檜垣社長は23日の記者会見で、両社の統合により国内シェア50%を確保したものの、中国や韓国の造船大手との差を埋めなければならないと述べた、と『日本経済新聞』が24日に報じた。
JMU子会社化の目的について、檜垣社長は「個々の会社の利益より日本全体の造船業を優先した」と説明し、「オールジャパンとして方向性を揃えたかった」と強調した。
今治造船は2025年3月期時点で4年分に相当する82隻、420万総トンを受注しているが、現状に満足していない。
JMUは住友重機械工業、IHI、日立造船、日本鋼管などを母体として2013年に設立された。
今治造船は2021年にJMUへ出資したが、議決権比率は30%に留まり、JFEホールディングス(JFEHD)とIHIがそれぞれ35%を持っていたため影響力は限定的だった。

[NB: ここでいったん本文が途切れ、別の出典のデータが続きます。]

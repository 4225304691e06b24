//! Configuration store abstraction.
//!
//! The topology (hosts, their sensor modules, and the sensors tracked on each
//! module) lives in a relational store that is read once at startup. This
//! module provides a common trait over the concrete backends:
//!
//! - [`FileStore`] - tables kept in a TOML/YAML/JSON topology file
//! - `MySqlStore` - the `host`/`sensor_module`/`sensor` tables in MySQL
//!   (requires the `mysql` feature)

mod file;
#[cfg(feature = "mysql")]
mod mysql;

pub use file::{FileStore, ModuleEntry, SensorEntry, Topology};
#[cfg(feature = "mysql")]
pub use mysql::MySqlStore;

use async_trait::async_trait;
use serde::{Deserialize, Serialize};
use thiserror::Error;

/// Row identifier in the configuration store.
pub type DbId = i64;

/// A hardware unit reachable over the network.
#[derive(Debug, Clone, PartialEq, Serialize, Deserialize)]
#[cfg_attr(feature = "mysql", derive(sqlx::FromRow))]
pub struct HostRecord {
    pub id: DbId,
    /// Hostname or IP, optionally with a scheme.
    pub address: String,
}

/// A sensor module attached to a host.
#[derive(Debug, Clone, PartialEq, Serialize, Deserialize)]
#[cfg_attr(feature = "mysql", derive(sqlx::FromRow))]
pub struct ModuleRecord {
    pub id: DbId,
    /// Identifier the reading source knows the module by.
    pub module_name: String,
    /// Human-friendly name used to prefix readings.
    pub display_name: Option<String>,
    pub track_data: bool,
}

impl ModuleRecord {
    /// Display name, falling back to the module name.
    pub fn label(&self) -> &str {
        self.display_name
            .as_deref()
            .filter(|name| !name.is_empty())
            .unwrap_or(&self.module_name)
    }
}

/// A sensor tracked on a module.
#[derive(Debug, Clone, PartialEq, Serialize, Deserialize)]
#[cfg_attr(feature = "mysql", derive(sqlx::FromRow))]
pub struct SensorRecord {
    pub id: DbId,
    pub sensor_name: String,
}

/// Per-sensor overrides. `None` means "use the engine default".
#[derive(Debug, Clone, Default, PartialEq, Serialize, Deserialize)]
pub struct SensorSettings {
    pub poll_interval_secs: Option<u64>,
    pub alert_threshold: Option<f64>,
}

/// Errors raised while reading the configuration store.
#[derive(Debug, Error)]
pub enum StoreError {
    #[error("failed to load topology: {0}")]
    Config(#[from] config::ConfigError),

    #[cfg(feature = "mysql")]
    #[error("database query failed: {0}")]
    Database(#[from] sqlx::Error),

    #[error("configuration store unavailable: {0}")]
    Unavailable(String),
}

/// Read-only access to the polling topology.
///
/// Only queried while a pool is being initialized.
#[async_trait]
pub trait ConfigStore: Send + Sync {
    /// Every configured host.
    async fn hosts(&self) -> Result<Vec<HostRecord>, StoreError>;

    /// Modules on `host_id` with tracking enabled.
    async fn tracked_modules(&self, host_id: DbId) -> Result<Vec<ModuleRecord>, StoreError>;

    /// Sensors on `module_id` with tracking enabled.
    async fn tracked_sensors(&self, module_id: DbId) -> Result<Vec<SensorRecord>, StoreError>;

    /// Every tracked settings row for `sensor_id`. A consistent store returns
    /// exactly one.
    async fn sensor_settings(&self, sensor_id: DbId) -> Result<Vec<SensorSettings>, StoreError>;
}

#[cfg(test)]
mod tests {
    use super::*;

    #[test]
    fn test_module_label_fallback() {
        let mut module = ModuleRecord {
            id: 1,
            module_name: "nbSensorPod_1A2B".to_string(),
            display_name: Some("ServerRoom".to_string()),
            track_data: true,
        };
        assert_eq!(module.label(), "ServerRoom");

        module.display_name = Some(String::new());
        assert_eq!(module.label(), "nbSensorPod_1A2B");

        module.display_name = None;
        assert_eq!(module.label(), "nbSensorPod_1A2B");
    }

    #[test]
    fn test_store_error_display() {
        let err = StoreError::Unavailable("topology.toml not found".to_string());
        assert_eq!(
            err.to_string(),
            "configuration store unavailable: topology.toml not found"
        );
    }
}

業界1位の今治造船と2位のJMUが手を組んだにもかかわらず、協業は容易ではなかったとの見方がある。檜垣社長は「これまでJMUとは経営が分離され、情報交換が円滑でなかった」と明かし、この課題を解決するためにJFEHDとIHIへ働きかけて過半数を確保し、子会社化に踏み切ったと説明した。
子会社化を機に、今治造船は中国・韓国勢に対抗する体制整備を一気に進めている。韓国のHD韓国造船海洋は売上高が約3兆円、中国のCSSCも主要上場2社合計で約3兆円とされるのに対し、今治造船は4646億円(2025年3月期)にとどまり差が大きい。
檜垣社長は「日本の造船業界は技術対応のスピードが遅れている」と指摘し、危機感をあらわにした。これまでマーケティング面でJMUと協力してきたが、子会社化後は連携をさらに深める方針だ。互いにデータを共有してシナジーを高め、人材の相互活用や共同購買によってコスト差を埋めることが欠かせないとみている。
子会社化後もJFEHDとIHIがそれぞれ20%の株式を持ち続ける点にも期待を示した。「3社の連携はJMUにとってもメリットが大きく、技術面で協力でき、非常時には調達支援も受けられる」と述べ、艦船建造のノウハウを持つJMUへの敬意も示した。さらに「JMUを単なる子会社とは考えていない。経営や人員体制は現状を維持する」と強調した。
今治造船は南日本造船、渡辺造船、ハシジョなど地域の造船関連企業を買収し、規模拡大を進めてきた。今回のJMU子会社化でもこの手法が通用するのか、今治造船の経営手腕が改めて試されている。